Asked for comment, Dedy Permadi, spokesperson for Kominfo, the Indonesian ministry of telecoms, sent Rest of World a press release claiming that “natural factors” had caused a cable breakdown. The network operator Telkom had not responded to requests for comment as of press time.

The blackout has caused public facilities in Jayapura to shut down, including the hospital, which had to suspend services because administrative data systems were down, though limited service has since resumed.

Government offices and local media outlets also had to close. “The internet is blank, phone signals are interrupted,” said Lucky Ireeuw, Chief Editor of Cendrawasih, one of the largest newspapers in the region.

Due to a surge in COVID-19 cases in Jayapura, most public schools switched to online learning before the blackout. The internet disruption meant that schools had to return to in-person teaching, which is risky as West Papua has limited access to health quality health care, especially in highland areas.  Since the internet went off, 32-year-old Maria Tilde Nay has transitioned from setting her children up for Zoom classes to bringing her daughter to school. “Immediately, the teacher set up a face to face [class],” she told Rest of World. She is worried about the risk to her and her family, she said, but she has no choice.
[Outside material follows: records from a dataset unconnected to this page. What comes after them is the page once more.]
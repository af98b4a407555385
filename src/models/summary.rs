use chrono::{DateTime, Utc};
use serde::{Deserialize, Serialize};

use super::snapshot::{SnapshotKind, SnapshotMetadata};

/// Per-run backup summary written next to the snapshot
#[derive(Debug, Clone, PartialEq, Serialize, Deserialize)]
pub struct BackupSummary {
    pub backup_file: String,
    pub backup_date: DateTime<Utc>,
    pub backup_type: SnapshotKind,
    pub total_tables: usize,
    pub successful_tables: usize,
    pub failed_tables: usize,
    pub unchanged_tables: usize,
    pub changed_tables: usize,
    pub total_rows: usize,
    pub file_size_bytes: u64,
    pub compressed: bool,
    pub max_workers: usize,
}

impl BackupSummary {
    pub fn from_metadata(metadata: &SnapshotMetadata, backup_file: &str, file_size_bytes: u64) -> Self {
        Self {
            backup_file: backup_file.to_string(),
            backup_date: metadata.created_at,
            backup_type: metadata.kind,
            total_tables: metadata.total_tables,
            successful_tables: metadata.successful_tables,
            failed_tables: metadata.failed_tables.len(),
            unchanged_tables: metadata.unchanged_count(),
            changed_tables: metadata.changed_count(),
            total_rows: metadata.total_rows,
            file_size_bytes,
            compressed: metadata.compressed,
            max_workers: metadata.max_workers,
        }
    }
}

/// One line of a snapshot listing
#[derive(Debug, Clone, PartialEq, Serialize)]
pub struct SnapshotListing {
    pub id: String,
    pub file_name: String,
    pub created_at: DateTime<Utc>,
    pub kind: SnapshotKind,
    pub size_bytes: u64,
    pub changed_count: usize,
    pub total_rows: usize,
}

/// Format bytes into human-readable string
pub fn format_bytes(bytes: u64) -> String {
    const KB: u64 = 1024;
    const MB: u64 = KB * 1024;
    const GB: u64 = MB * 1024;

    if bytes >= GB {
        format!("{:.2} GB", bytes as f64 / GB as f64)
    } else if bytes >= MB {
        format!("{:.2} MB", bytes as f64 / MB as f64)
    } else if bytes >= KB {
        format!("{:.2} KB", bytes as f64 / KB as f64)
    } else {
        format!("{} bytes", bytes)
    }
}

#[cfg(test)]
mod tests {
    use super::*;

    #[test]
    fn test_format_bytes() {
        assert_eq!(format_bytes(512), "512 bytes");
        assert_eq!(format_bytes(2048), "2.00 KB");
        assert_eq!(format_bytes(5 * 1024 * 1024), "5.00 MB");
    }
}
use crate::error::{EngineError, Result};
use crate::models::Row;
use crate::remote::RemoteStore;

/// Read every row of a table, one page at a time
///
/// Stops at the first empty or short page.
pub async fn fetch_all_rows(remote: &dyn RemoteStore, table: &str, page_size: usize) -> Result<Vec<Row>> {
    let page_size = page_size.max(1);
    let mut rows = Vec::new();
    let mut offset = 0;

    loop {
        let page = remote
            .fetch_page(table, offset, page_size)
            .await
            .map_err(|source| EngineError::Fetch {
                table: table.to_string(),
                source,
            })?;
        let page_len = page.len();
        tracing::debug!("Fetched {} rows of {} at offset {}", page_len, table, offset);
        rows.extend(page);

        if page_len < page_size {
            break;
        }
        offset += page_size;
    }

    Ok(rows)
}

#[cfg(test)]
mod tests {
    use super::*;
    use crate::remote::InMemoryStore;
    use serde_json::json;

    fn seeded(count: usize) -> InMemoryStore {
        let store = InMemoryStore::new("id");
        store.set_table(
            "items",
            (0..count)
                .map(|i| json!({"id": i}).as_object().cloned().unwrap())
                .collect(),
        );
        store
    }

    #[tokio::test]
    async fn test_fetch_across_pages() {
        let store = seeded(25);
        let rows = fetch_all_rows(&store, "items", 10).await.unwrap();
        assert_eq!(rows.len(), 25);
        assert_eq!(store.fetch_calls(), 3);
    }

    #[tokio::test]
    async fn test_exact_multiple_needs_trailing_empty_page() {
        let store = seeded(20);
        let rows = fetch_all_rows(&store, "items", 10).await.unwrap();
        assert_eq!(rows.len(), 20);
        assert_eq!(store.fetch_calls(), 3);
    }

    #[tokio::test]
    async fn test_empty_table() {
        let store = seeded(0);
        assert!(fetch_all_rows(&store, "items", 10).await.unwrap().is_empty());
    }

    #[tokio::test]
    async fn test_fetch_error_names_table() {
        let store = seeded(5);
        store.fail_fetches("items");
        let err = fetch_all_rows(&store, "items", 10).await.unwrap_err();
        assert!(matches!(err, EngineError::Fetch { ref table, .. } if table == "items"));
    }
}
Whether the blackout will have the intended effect of quelling dissent is unclear. However, the disruptions have made ordinary West Papuans angry and suspicious. Few people are buying the official explanation.

“People are upset. They gather in the traditional market and the city’s center, talking about why the internet is cut,” Guntur, the medical student, said. “They believe the broken underwater cable does not cause the blackout, but the latest security situation in the highlands.”